Donald Trump et Jeremy Corbin font de plus en plus peur. Editorialistes et politiciens de tout poil pointent du doigt le désastre, voire le danger pour la démocratie que représentent ces deux hommes au sein de leurs pays respectifs : les Etats-Unis et le Royaume-Uni. Pourtant, les électeurs ne semblent pas du même avis et continuent, pour le moment, à plébisciter le « connard laqué » (selon l’affectueux jeu de mots de Roland Jaccard) et le socialiste « ringard ».

Tous deux détonnent car ils ne viennent pas de la nomenklatura: Corbyn est un marginal au sein du Labour, dernier représentant d’une frange du parti condamnée à rester dans l’ombre, tandis que Trump, incarnation du « self-made man » avait autrefois soutenu Hillary Clinton. Tous deux tiennent un discours protectionniste même si leurs buts sont bien différents : stopper l’immigration pour l’Américain, mettre le capital au pas pour l’Anglais.

Véritables deus ex machina, les deux hommes ont fait exploser deux partis politiques gangrénés par l’immobilisme. Par leurs prises de positions provocantes et iconoclastes, et les réactions qui les ont suivies, ils ont réintroduit des clivages qui semblaient avoir disparu.

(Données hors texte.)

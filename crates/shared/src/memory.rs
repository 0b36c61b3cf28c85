use std::collections::VecDeque;
use std::future::Future;
use std::pin::Pin;
use std::sync::Arc;
use std::sync::atomic::{AtomicU64, Ordering};
use std::time::{Duration, Instant};

use dashmap::DashMap;
use redis::AsyncCommands;
use redis::aio::ConnectionManager;
use sha2::{Digest, Sha256};
use thiserror::Error;

use crate::models::ChatTurn;
use crate::session::SessionKey;

pub const DEFAULT_MAX_TURNS: usize = 20;
const DEFAULT_REDIS_KEY_PREFIX: &str = "listing-assistant:chat-memory:v1";
const DEFAULT_REDIS_TTL_SECONDS: i64 = 24 * 60 * 60;
pub const DEFAULT_IDLE_TTL: Duration = Duration::from_secs(24 * 60 * 60);
const APPENDS_PER_SWEEP: u64 = 256;

#[derive(Debug, Error)]
pub enum MemoryStoreError {
    #[error("chat memory backend failure: {0}")]
    Backend(String),
    #[error("chat memory payload is invalid: {0}")]
    InvalidPayload(String),
}

pub type MemoryFuture<'a, T> = Pin<Box<dyn Future<Output = Result<T, MemoryStoreError>> + Send + 'a>>;

/// Bounded per-session window of chat turns, oldest evicted first.
pub trait ChatMemoryStore: Send + Sync {
    fn append<'a>(&'a self, session: &'a SessionKey, turn: ChatTurn) -> MemoryFuture<'a, ()>;

    /// Returns up to `limit` most recent turns, oldest first.
    fn recent<'a>(
        &'a self,
        session: &'a SessionKey,
        limit: usize,
    ) -> MemoryFuture<'a, Vec<ChatTurn>>;

    fn clear<'a>(&'a self, session: &'a SessionKey) -> MemoryFuture<'a, ()>;
}

#[derive(Debug)]
struct SessionTurns {
    turns: VecDeque<ChatTurn>,
    last_touched: Instant,
}

/// Process-local window. Sessions idle longer than the TTL are dropped by `prune_idle`,
/// which also runs every few hundred appends when no pruner task is running.
#[derive(Debug)]
pub struct InMemoryChatMemoryStore {
    max_turns: usize,
    idle_ttl: Duration,
    sessions: DashMap<SessionKey, SessionTurns>,
    appends: AtomicU64,
}

impl Default for InMemoryChatMemoryStore {
    fn default() -> Self {
        Self::new(DEFAULT_MAX_TURNS)
    }
}

impl InMemoryChatMemoryStore {
    pub fn new(max_turns: usize) -> Self {
        Self {
            max_turns: max_turns.max(1),
            idle_ttl: DEFAULT_IDLE_TTL,
            sessions: DashMap::new(),
            appends: AtomicU64::new(0),
        }
    }

    pub fn with_idle_ttl(mut self, idle_ttl: Duration) -> Self {
        self.idle_ttl = idle_ttl;
        self
    }

    pub fn session_count(&self) -> usize {
        self.sessions.len()
    }

    pub fn prune_idle(&self, now: Instant) {
        self.sessions.retain(|_, session| {
            now.saturating_duration_since(session.last_touched) < self.idle_ttl
        });
    }

    pub fn spawn_pruner(self: &Arc<Self>, interval: Duration) -> tokio::task::JoinHandle<()> {
        let store = Arc::clone(self);
        tokio::spawn(async move {
            let mut ticker = tokio::time::interval(interval);
            loop {
                ticker.tick().await;
                store.prune_idle(Instant::now());
            }
        })
    }

    fn append_at(&self, session: &SessionKey, turn: ChatTurn, now: Instant) {
        if (self.appends.fetch_add(1, Ordering::Relaxed) + 1) % APPENDS_PER_SWEEP == 0 {
            self.prune_idle(now);
        }

        let mut entry = self
            .sessions
            .entry(session.clone())
            .or_insert_with(|| SessionTurns {
                turns: VecDeque::new(),
                last_touched: now,
            });
        entry.last_touched = now;
        entry.turns.push_back(turn);
        while entry.turns.len() > self.max_turns {
            entry.turns.pop_front();
        }
    }
}

impl ChatMemoryStore for InMemoryChatMemoryStore {
    fn append<'a>(&'a self, session: &'a SessionKey, turn: ChatTurn) -> MemoryFuture<'a, ()> {
        Box::pin(async move {
            self.append_at(session, turn, Instant::now());
            Ok(())
        })
    }

    fn recent<'a>(
        &'a self,
        session: &'a SessionKey,
        limit: usize,
    ) -> MemoryFuture<'a, Vec<ChatTurn>> {
        Box::pin(async move {
            let Some(mut entry) = self.sessions.get_mut(session) else {
                return Ok(Vec::new());
            };
            entry.last_touched = Instant::now();
            let skip = entry.turns.len().saturating_sub(limit);
            Ok(entry.turns.iter().skip(skip).cloned().collect())
        })
    }

    fn clear<'a>(&'a self, session: &'a SessionKey) -> MemoryFuture<'a, ()> {
        Box::pin(async move {
            self.sessions.remove(session);
            Ok(())
        })
    }
}

/// Redis-backed window: one list per session, trimmed on every append and expired after a
/// day of inactivity.
#[derive(Clone)]
pub struct RedisChatMemoryStore {
    connection: ConnectionManager,
    key_prefix: String,
    max_turns: usize,
    ttl_seconds: i64,
}

impl RedisChatMemoryStore {
    pub async fn new(redis_url: &str, max_turns: usize) -> Result<Self, MemoryStoreError> {
        let client =
            redis::Client::open(redis_url).map_err(|err| MemoryStoreError::Backend(err.to_string()))?;
        let connection = ConnectionManager::new(client)
            .await
            .map_err(|err| MemoryStoreError::Backend(err.to_string()))?;

        let mut health_connection = connection.clone();
        redis::cmd("PING")
            .query_async::<String>(&mut health_connection)
            .await
            .map_err(|err| MemoryStoreError::Backend(format!("failed to connect to redis: {err}")))?;

        Ok(Self {
            connection,
            key_prefix: DEFAULT_REDIS_KEY_PREFIX.to_string(),
            max_turns: max_turns.max(1),
            ttl_seconds: DEFAULT_REDIS_TTL_SECONDS,
        })
    }

    fn session_list_key(&self, session: &SessionKey) -> String {
        format!("{}:{}", self.key_prefix, hashed_label(session.as_str()))
    }
}

impl ChatMemoryStore for RedisChatMemoryStore {
    fn append<'a>(&'a self, session: &'a SessionKey, turn: ChatTurn) -> MemoryFuture<'a, ()> {
        Box::pin(async move {
            let payload = serde_json::to_string(&turn)
                .map_err(|err| MemoryStoreError::InvalidPayload(err.to_string()))?;
            let key = self.session_list_key(session);
            let keep_from = -isize::try_from(self.max_turns).unwrap_or(isize::MAX);

            let mut connection = self.connection.clone();
            let _: i64 = connection.rpush(&key, payload).await.map_err(backend_error)?;
            let _: () = connection
                .ltrim(&key, keep_from, -1)
                .await
                .map_err(backend_error)?;
            let _: bool = connection
                .expire(&key, self.ttl_seconds)
                .await
                .map_err(backend_error)?;
            Ok(())
        })
    }

    fn recent<'a>(
        &'a self,
        session: &'a SessionKey,
        limit: usize,
    ) -> MemoryFuture<'a, Vec<ChatTurn>> {
        Box::pin(async move {
            if limit == 0 {
                return Ok(Vec::new());
            }
            let start = -isize::try_from(limit).unwrap_or(isize::MAX);
            let mut connection = self.connection.clone();
            let raw: Vec<String> = connection
                .lrange(self.session_list_key(session), start, -1)
                .await
                .map_err(backend_error)?;

            raw.iter()
                .map(|entry| {
                    serde_json::from_str::<ChatTurn>(entry)
                        .map_err(|err| MemoryStoreError::InvalidPayload(err.to_string()))
                })
                .collect()
        })
    }

    fn clear<'a>(&'a self, session: &'a SessionKey) -> MemoryFuture<'a, ()> {
        Box::pin(async move {
            let mut connection = self.connection.clone();
            let _: i64 = connection
                .del(self.session_list_key(session))
                .await
                .map_err(backend_error)?;
            Ok(())
        })
    }
}

fn backend_error(err: redis::RedisError) -> MemoryStoreError {
    MemoryStoreError::Backend(err.to_string())
}

fn hashed_label(value: &str) -> String {
    let digest = Sha256::digest(value.as_bytes());
    digest.iter().map(|byte| format!("{byte:02x}")).collect()
}

#[cfg(test)]
mod tests {
    use std::time::{Duration, Instant};

    use chrono::Utc;

    use super::{ChatMemoryStore, InMemoryChatMemoryStore};
    use crate::models::{ChatRole, ChatTurn};
    use crate::session::SessionKey;

    #[tokio::test]
    async fn window_evicts_oldest_turns() {
        let store = InMemoryChatMemoryStore::new(3);
        let session = SessionKey::from("s1");
        for index in 0..5 {
            store
                .append(&session, ChatTurn::user(format!("turn {index}"), Utc::now()))
                .await
                .expect("append should succeed");
        }

        let turns = store.recent(&session, 10).await.expect("recent should succeed");
        let texts = turns.iter().map(|turn| turn.text.as_str()).collect::<Vec<_>>();
        assert_eq!(texts, vec!["turn 2", "turn 3", "turn 4"]);
    }

    #[tokio::test]
    async fn recent_returns_tail_oldest_first() {
        let store = InMemoryChatMemoryStore::default();
        let session = SessionKey::from("s1");
        store
            .append(&session, ChatTurn::user("hi", Utc::now()))
            .await
            .expect("append should succeed");
        store
            .append(&session, ChatTurn::assistant("hello", Utc::now()))
            .await
            .expect("append should succeed");
        store
            .append(&session, ChatTurn::user("find condos", Utc::now()))
            .await
            .expect("append should succeed");

        let turns = store.recent(&session, 2).await.expect("recent should succeed");
        assert_eq!(turns.len(), 2);
        assert_eq!(turns[0].role, ChatRole::Assistant);
        assert_eq!(turns[1].text, "find condos");
    }

    #[tokio::test]
    async fn sessions_are_isolated_and_clearable() {
        let store = InMemoryChatMemoryStore::default();
        let first = SessionKey::from("a");
        let second = SessionKey::from("b");
        store
            .append(&first, ChatTurn::user("one", Utc::now()))
            .await
            .expect("append should succeed");

        assert!(store.recent(&second, 5).await.expect("recent").is_empty());

        store.clear(&first).await.expect("clear should succeed");
        assert!(store.recent(&first, 5).await.expect("recent").is_empty());
        assert_eq!(store.session_count(), 0);
    }

    #[tokio::test]
    async fn idle_sessions_are_pruned() {
        let store = InMemoryChatMemoryStore::new(5).with_idle_ttl(Duration::from_secs(60));
        let start = Instant::now();
        let stale = SessionKey::from("session:anonymous-1");
        let active = SessionKey::from("session:anonymous-2");

        store.append_at(&stale, ChatTurn::user("hi", Utc::now()), start);
        store.append_at(&active, ChatTurn::user("hi", Utc::now()), start);
        store.append_at(
            &active,
            ChatTurn::user("still here", Utc::now()),
            start + Duration::from_secs(45),
        );

        store.prune_idle(start + Duration::from_secs(30));
        assert_eq!(store.session_count(), 2);

        store.prune_idle(start + Duration::from_secs(61));
        assert_eq!(store.session_count(), 1);
        let turns = store.recent(&active, 5).await.expect("recent should succeed");
        assert_eq!(turns.len(), 2);
        assert!(store.recent(&stale, 5).await.expect("recent").is_empty());
    }

    #[test]
    fn appends_sweep_idle_sessions_without_a_pruner() {
        let store = InMemoryChatMemoryStore::new(2).with_idle_ttl(Duration::from_secs(60));
        let start = Instant::now();
        store.append_at(&SessionKey::from("session:stale"), ChatTurn::user("hi", Utc::now()), start);

        let later = start + Duration::from_secs(120);
        let active = SessionKey::from("session:active");
        for _ in 1..super::APPENDS_PER_SWEEP {
            store.append_at(&active, ChatTurn::user("again", Utc::now()), later);
        }

        assert_eq!(store.session_count(), 1);
    }
}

C’est Donald Trump qui donne le premier coup de boutoir lors de sa déclaration de candidature : « Quand le Mexique nous envoie ses habitants, il ne nous donne pas les meilleurs d’entre eux… Ils envoient ceux qui ont des tas de problèmes, qui amènent leurs problèmes avec eux. Ils amènent la drogue, le crime. Ce sont des violeurs. Même si certains, je l’avoue, sont des gens bien ». Par ces propos, celui qui se surnomme « The Donald » s’attire les foudres d’une bonne partie de la presse américaine et des cadres de son parti. Mais il gagne aussi le soutien d’un grand nombre d’électeurs républicains, séduits par la crudité de paroles qui ont fait le tour du monde. Pourtant, quelques semaines plus tard, une vieille intervention télévisée de l’anglais Jeremy Corbyn, déterrée à l’occasion de sa percée dans les sondages, fait pâlir l’aura de maître de la provocation que s’était construite le milliardaire américain : « Oui [les membres de Daech] sont brutaux. Oui, certaines choses qu’ils ont faites sont assez effroyables. Pour autant, certaines actions des Américains à Falloujah ou ailleurs sont tout autant effroyables ».

Autant dire que ces deux personnages ne se distinguent pas par leur sens de la mesure. Mais c’est bel et bien leur excès qui fait leur succès. Cependant, pour les commentateurs, le pic de popularité qu’ont connu les deux hommes politiques ne peut pas être durable.

Il faut dire que Donald Trump et Jeremy Corbyn manquent de crédibilité. Alors, quand ils commencent à faire surface dans les flots médiatiques, on raille d’abord leur inexpérience politique, leur incapacité présumée à s’imposer dans le débat d’idées et à diriger un potentiel gouvernement. Les deux partent en effet de loin.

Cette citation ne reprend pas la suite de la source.